A group of structural engineers at Vienna University of Technology (TU) are working on simulating the behaviour of weld seams under crash loading.

Particular emphasis is being placed on rail vehicles where, on the one hand, improved crash safety is being demanded and, on the other hand, only a limited number of real crash tests can be performed due to the high costs involved. Simulation models are to allow an improved assessment of the failure of welds in the future.

At present, crash tests represent the state of the art not only in the automobile industry but also in the rail vehicle sector. In the course of a cooperative project with Siemens Transportation Systems TU researchers investigated the strength of weld seams in rail vehicles under crash loading as part of a research project funded by the city of Vienna (ZIT). “During collisions not only individual structural components but also the joints between them are exposed to enormous loads. Spot welds play an important role in the crash behaviour of motor vehicles, whereas rail vehicles tend to employ continuous weld seams. Both can be critical in the event of a collision”, notes Helmut Böhm, Head of the Institute of Lightweight Design and Structural Biomechanics of Vienna University of Technology (TU).

The reason why welded joints may be subject to failure lies in the thermal conditions they are subjected to during welding. The metal is heated and molten, which can significantly modify its properties. With the aid of computer simulations professor Böhm and project assistant Christian Grohs studied the inhomogeneous and heat affected material involved in weld seams. “The objective is to enable the structure to absorb as much kinetic energy as possible during a crash. It is constructed in such a way that it can be severely deformed, e.g. by developing patterns of folds. This reduces the risk of injury for passengers”, says Helmut Böhm. Christian Grohs adds: “An extensive experimental test programme, which forms the basis for numerical analysis, was defined and carried out in cooperation with the Institute of Materials Sciences and Technology.

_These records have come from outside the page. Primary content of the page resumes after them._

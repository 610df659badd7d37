//! Password key derivation using Argon2id.
//!
//! Memory-hard derivation resistant to GPU/ASIC attacks. The engine ships one
//! fixed parameter set per envelope version; decryption re-derives with
//! whatever parameters the envelope carries.

use argon2::{Algorithm, Argon2, Params, Version};
use std::fmt;
use zeroize::{Zeroize, ZeroizeOnDrop};

use super::KEY_LEN;
use crate::error::{Error, Result};

/// Highest lane count the Argon2 specification allows (2^24 - 1).
const MAX_PARALLELISM: u32 = 0xFF_FFFF;

/// Argon2id cost parameters.
#[derive(Debug, Clone, Copy, PartialEq, Eq)]
pub struct KdfParams {
    memory_kib: u32,
    iterations: u32,
    parallelism: u32,
}

impl KdfParams {
    /// The fixed parameter set for envelope version 1: 256 MiB, 4 passes,
    /// 8 lanes. Roughly 1-5 seconds of wall-clock cost depending on host.
    pub const V1: Self = Self {
        memory_kib: 256 * 1024,
        iterations: 4,
        parallelism: 8,
    };

    pub fn new(memory_kib: u32, iterations: u32, parallelism: u32) -> Result<Self> {
        let params = Self {
            memory_kib,
            iterations,
            parallelism,
        };
        params.validate()?;
        Ok(params)
    }

    pub fn memory_kib(&self) -> u32 {
        self.memory_kib
    }

    pub fn iterations(&self) -> u32 {
        self.iterations
    }

    pub fn parallelism(&self) -> u32 {
        self.parallelism
    }

    pub fn validate(&self) -> Result<()> {
        if self.iterations < 1 {
            return Err(Error::MalformedEnvelope(
                "argon2 iterations must be >= 1".into(),
            ));
        }
        if self.parallelism < 1 || self.parallelism > MAX_PARALLELISM {
            return Err(Error::MalformedEnvelope(
                "argon2 parallelism out of range".into(),
            ));
        }
        if self.memory_kib < 8 || self.memory_kib < 8 * self.parallelism {
            return Err(Error::MalformedEnvelope(
                "argon2 memory cost must be at least 8 KiB per lane".into(),
            ));
        }
        Ok(())
    }
}

/// A 256-bit symmetric key, zeroized on drop on every exit path.
///
/// Never serialized; `Debug` never shows the key bytes.
#[derive(Zeroize, ZeroizeOnDrop)]
pub struct DerivedKey([u8; KEY_LEN]);

impl DerivedKey {
    pub fn as_bytes(&self) -> &[u8; KEY_LEN] {
        &self.0
    }
}

impl fmt::Debug for DerivedKey {
    fn fmt(&self, f: &mut fmt::Formatter<'_>) -> fmt::Result {
        f.write_str("DerivedKey([redacted])")
    }
}

/// Derives a 32-byte key from a password and salt.
///
/// Deterministic for a fixed (password, salt, params) triple; the lane count
/// is part of the Argon2 specification and affects speed only, never the
/// output value.
///
/// # Errors
///
/// Returns [`Error::DerivationResourceExhausted`] if the host cannot provide
/// the working memory the parameters demand. The cost is never silently
/// downgraded.
pub fn derive_key(password: &[u8], salt: &[u8], kdf: KdfParams) -> Result<DerivedKey> {
    kdf.validate()?;

    // Probe the allocation up front; argon2 aborts the process on OOM.
    let working = (kdf.memory_kib as usize).saturating_mul(1024);
    let mut probe: Vec<u8> = Vec::new();
    probe
        .try_reserve_exact(working)
        .map_err(|_| Error::DerivationResourceExhausted {
            memory_kib: kdf.memory_kib,
        })?;
    drop(probe);

    let params = Params::new(
        kdf.memory_kib,
        kdf.iterations,
        kdf.parallelism,
        Some(KEY_LEN),
    )
    .map_err(|e| Error::KeyDerivation(e.to_string()))?;

    let argon2 = Argon2::new(Algorithm::Argon2id, Version::V0x13, params);

    let mut key = [0u8; KEY_LEN];
    argon2
        .hash_password_into(password, salt, &mut key)
        .map_err(|e| Error::KeyDerivation(e.to_string()))?;

    Ok(DerivedKey(key))
}
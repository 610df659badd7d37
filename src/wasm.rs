//! Bindings for the sandboxed byte-code build.
//!
//! Thin adapters over the four engine operations; no cryptographic logic
//! lives here. Envelopes produced here decode identically on the native
//! build and vice versa.
//!
//! The structured-value operations take and return pre-serialized JSON text,
//! which suits a host boundary that passes strings.

use wasm_bindgen::prelude::*;

fn to_js(err: crate::Error) -> JsError {
    JsError::new(&err.to_string())
}

/// Encrypts bytes under a password, returning the text envelope.
#[wasm_bindgen]
pub fn encrypt(plaintext: &[u8], password: &[u8]) -> Result<String, JsError> {
    crate::encrypt(plaintext, password).map_err(to_js)
}

/// Decrypts a text envelope back into bytes.
#[wasm_bindgen]
pub fn decrypt(envelope: &str, password: &[u8]) -> Result<Vec<u8>, JsError> {
    crate::decrypt(envelope, password)
        .map(|plaintext| plaintext.as_bytes().to_vec())
        .map_err(to_js)
}

/// Encrypts a JSON value given as text.
#[wasm_bindgen]
pub fn encrypt_value(value_json: &str, password: &[u8]) -> Result<String, JsError> {
    let value: serde_json::Value = serde_json::from_str(value_json)
        .map_err(|e| to_js(crate::Error::Serialization(e)))?;
    crate::encrypt_value(&value, password).map_err(to_js)
}

/// Decrypts an envelope and returns the plaintext JSON value as text.
#[wasm_bindgen]
pub fn decrypt_value(envelope: &str, password: &[u8]) -> Result<String, JsError> {
    let value: serde_json::Value = crate::decrypt_value(envelope, password).map_err(to_js)?;
    serde_json::to_string(&value).map_err(|e| to_js(crate::Error::Serialization(e)))
}
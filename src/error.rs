//! Error types for the encryption engine.

use thiserror::Error;

pub type Result<T> = std::result::Result<T, Error>;

/// Everything that can go wrong while producing or consuming an envelope.
///
/// `AuthenticationFailed` deliberately covers both a wrong password and a
/// tampered envelope; the engine does not reveal which occurred.
#[derive(Debug, Error)]
#[non_exhaustive]
pub enum Error {
    /// The host could not supply cryptographically secure randomness.
    #[error("secure randomness unavailable")]
    EntropyUnavailable,

    /// The host could not allocate the working memory key derivation needs.
    #[error("insufficient memory for key derivation ({memory_kib} KiB required)")]
    DerivationResourceExhausted { memory_kib: u32 },

    /// The KDF primitive itself failed for a reason other than resource
    /// exhaustion. Not expected in normal operation on either path.
    #[error("key derivation failed: {0}")]
    KeyDerivation(String),

    /// Wrong password or tampered/corrupted envelope.
    #[error("authentication failed: wrong password or corrupted data")]
    AuthenticationFailed,

    /// The envelope text is not structurally valid.
    #[error("malformed envelope: {0}")]
    MalformedEnvelope(String),

    /// The envelope names a format version this build does not understand.
    #[error("unsupported envelope version {0}")]
    UnsupportedVersion(u32),

    /// A binary field of the envelope failed to decode from its text form.
    #[error("invalid {field} encoding in envelope")]
    InvalidEncoding { field: &'static str },

    /// Structured-value (de)serialization failed; never a cryptographic error.
    #[error("value serialization failed: {0}")]
    Serialization(#[source] serde_json::Error),
}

We can then recheck the test results and construct better models using this data. The test structure was defined in such a way that the weld seams are located at the most unfavourable positions with the aim of inducing them to fail during the test. The models, in turn, serve to improve the design of rail vehicles”.

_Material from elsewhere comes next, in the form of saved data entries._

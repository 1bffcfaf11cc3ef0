//! Issue collection across an organization.
//!
//! Lists the organization's repositories, drops archived ones, fetches
//! each remaining repository's issues one after another and returns them
//! in priority order. Any error aborts the whole collection.

use tracing::{debug, info, instrument};

use crate::domain::errors::TrackerResult;
use crate::domain::models::{Repository, TrackedIssue};
use crate::infrastructure::github::GitHubClient;

use super::aggregator::{self, RepositoryGroup};
use super::filters;

/// Everything collected in one run.
#[derive(Debug, Clone)]
pub struct IssueReport {
    pub organization: String,
    /// Active repositories in the order the API listed them
    pub repositories: Vec<Repository>,
    /// All issues in priority order
    pub issues: Vec<TrackedIssue>,
}

impl IssueReport {
    /// Per-repository view of the sorted issues.
    pub fn by_repository(&self) -> Vec<RepositoryGroup<'_>> {
        aggregator::group_by_repository(&self.repositories, &self.issues)
    }
}

/// Collects issues from every active repository of an organization.
#[derive(Debug, Clone)]
pub struct IssueTracker {
    client: GitHubClient,
}

impl IssueTracker {
    pub const fn new(client: GitHubClient) -> Self {
        Self { client }
    }

    /// Collect and sort the organization's issues.
    ///
    /// `on_repository` is called before each repository's issues are
    /// fetched, which lets the CLI show progress.
    #[instrument(skip(self, on_repository))]
    pub async fn collect<F>(&self, organization: &str, mut on_repository: F) -> TrackerResult<IssueReport>
    where
        F: FnMut(&Repository),
    {
        let listed = self.client.list_org_repositories(organization).await?;
        let listed_count = listed.len();
        let repositories = filters::active_repositories(listed);
        info!(
            listed = listed_count,
            active = repositories.len(),
            "fetched repositories"
        );

        let mut issues = Vec::new();
        for repo in &repositories {
            on_repository(repo);
            let records = self
                .client
                .list_repository_issues(organization, &repo.name)
                .await?;
            let record_count = records.len();
            let repo_issues = filters::issues_only(records);
            debug!(
                repository = %repo.name,
                records = record_count,
                issues = repo_issues.len(),
                "fetched issues"
            );
            issues.extend(aggregator::tag_issues(&repo.name, repo_issues));
        }

        aggregator::sort_by_priority(&mut issues);
        info!(issues = issues.len(), "collected issues");

        Ok(IssueReport {
            organization: organization.to_string(),
            repositories,
            issues,
        })
    }
}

A new standard on the collision safety of rail vehicles is to be introduced in 2008. Since crash tests of rail vehicles are very expensive, simulations play a major role in verifying their crash behaviour. Such work must demonstrate that gross deformations of rail vehicles are restricted to so-called crash zones which are situated in regions where there are no people. Dr. Seitzberger, crash expert at Siemens Transportation Systems, states: “An intensive basic research-oriented debate on the issue of the passive safety must be regarded as essential for successfully carrying out future projects. The present cooperation represents a significant contribution to the continued development of know-how and competence in this field and will contribute to enhancing the safety of modern rail vehicles”.